When and how often you should be screened depends on your level of risk.
- An average-risk screening is for a patient who has no symptoms and no personal or family history of colorectal cancer.
- A high-risk screening is for someone who has a family history of polyps (small clumps of cells growing together) or colorectal cancer.
- Surveillance colonoscopy is performed in someone with a personal history of polyps, colorectal cancer, or an inflammatory bowel disease like Crohn’s disease.
- Diagnostic colonoscopy is performed after a positive screening test, such as FIT or Cologuard, or for symptoms such as rectal bleeding.

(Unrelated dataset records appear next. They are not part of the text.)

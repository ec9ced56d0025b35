// Minimal line client: prints what the server says and forwards what the user types.

use std::io::{self, BufRead, BufReader, Write};
use std::net::{Shutdown, TcpStream};
use std::thread;

use anyhow::Context;
use crossterm::style::{Color, Stylize};


pub struct ClientConfig {
    pub server_address: String,
}

pub fn run(config: ClientConfig) -> anyhow::Result<()> {
    let stream = TcpStream::connect(&config.server_address)
        .with_context(|| format!("Cannot connect to {}", config.server_address))?;
    let reader = BufReader::new(stream.try_clone()?);
    // The server closes the connection when the game is over, so that's when the client exits.
    let printer = thread::spawn(move || {
        let exit_code = match print_server_lines(reader) {
            Ok(()) => 0,
            Err(err) => {
                eprintln!("{}", format!("Connection error: {err}").with(Color::Red));
                1
            }
        };
        println!("{}", "Connection closed by server.".with(Color::DarkGrey));
        std::process::exit(exit_code);
    });

    let mut writer = stream;
    for line in io::stdin().lock().lines() {
        // A write failure means the server is gone; the printer reports it.
        if writeln!(writer, "{}", line?.trim_end()).is_err() {
            break;
        }
    }
    let _ = writer.shutdown(Shutdown::Write);
    printer.join().map_err(|_| anyhow::anyhow!("Printer thread panicked"))?;
    Ok(())
}

fn print_server_lines(reader: impl BufRead) -> io::Result<()> {
    for line in reader.lines() {
        println!("{}", styled(&line?));
    }
    Ok(())
}

fn styled(line: &str) -> crossterm::style::StyledContent<&str> {
    let keyword = line.split_whitespace().next().unwrap_or("");
    match keyword {
        "START" => line.with(Color::Cyan),
        "YOUR_TURN" => line.with(Color::Yellow).bold(),
        "WAIT" => line.with(Color::DarkGrey),
        "OK" => line.with(Color::Green),
        "ERR" => line.with(Color::Red),
        "WIN" => line.with(Color::Green).bold(),
        "LOSE" => line.with(Color::Red).bold(),
        "DRAW" => line.with(Color::Magenta).bold(),
        _ => line.stylize(),
    }
}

It’s generally recommended that average-risk patients have their first screening at age 50 and repeat once every ten years. However, organizations like the American Cancer Society have recently started to suggest testing as early as age 45. But it’s not clear whether the benefit of early testing outweighs the harm, cost, and inconvenience to the patient.
It can be argued that the benefit of screening at a younger age is to find cancer at its earliest stage, when it is easiest to cure. Cancerous polyps can be removed during the colonoscopy. Earlier detection lowers the need for surgery and chemotherapy, which also lowers the cost of medical expenses that come with more advanced-stage treatment.
Age remains the best predictor to determine the need for screening. Those who are 55-59 years old have a five-fold risk of colorectal cancer over those who are not yet 50. While highly effective at detecting and curing cancer, a colonoscopy may have limited benefit to younger populations. A major concern of unnecessary, early screening is that it diverts resources away from the older population who are at higher risk. The more efficient and cost effective approach might be to assess 45-49-year-olds for their personal risk factors and defer those who are low risk until age 50.
What’s your risk?
Questions to discuss with your provider:
- Do you have a direct relative who has had colorectal cancer or Lynch syndrome-related cancer before age 50?
- Have you had colorectal cancer or polyps before age 50?
- Do you have three or more relatives with colorectal cancer?
- Other important factors to discuss include: high body mass index, metabolic syndrome, cigarette smoking, diet and use of certain medications.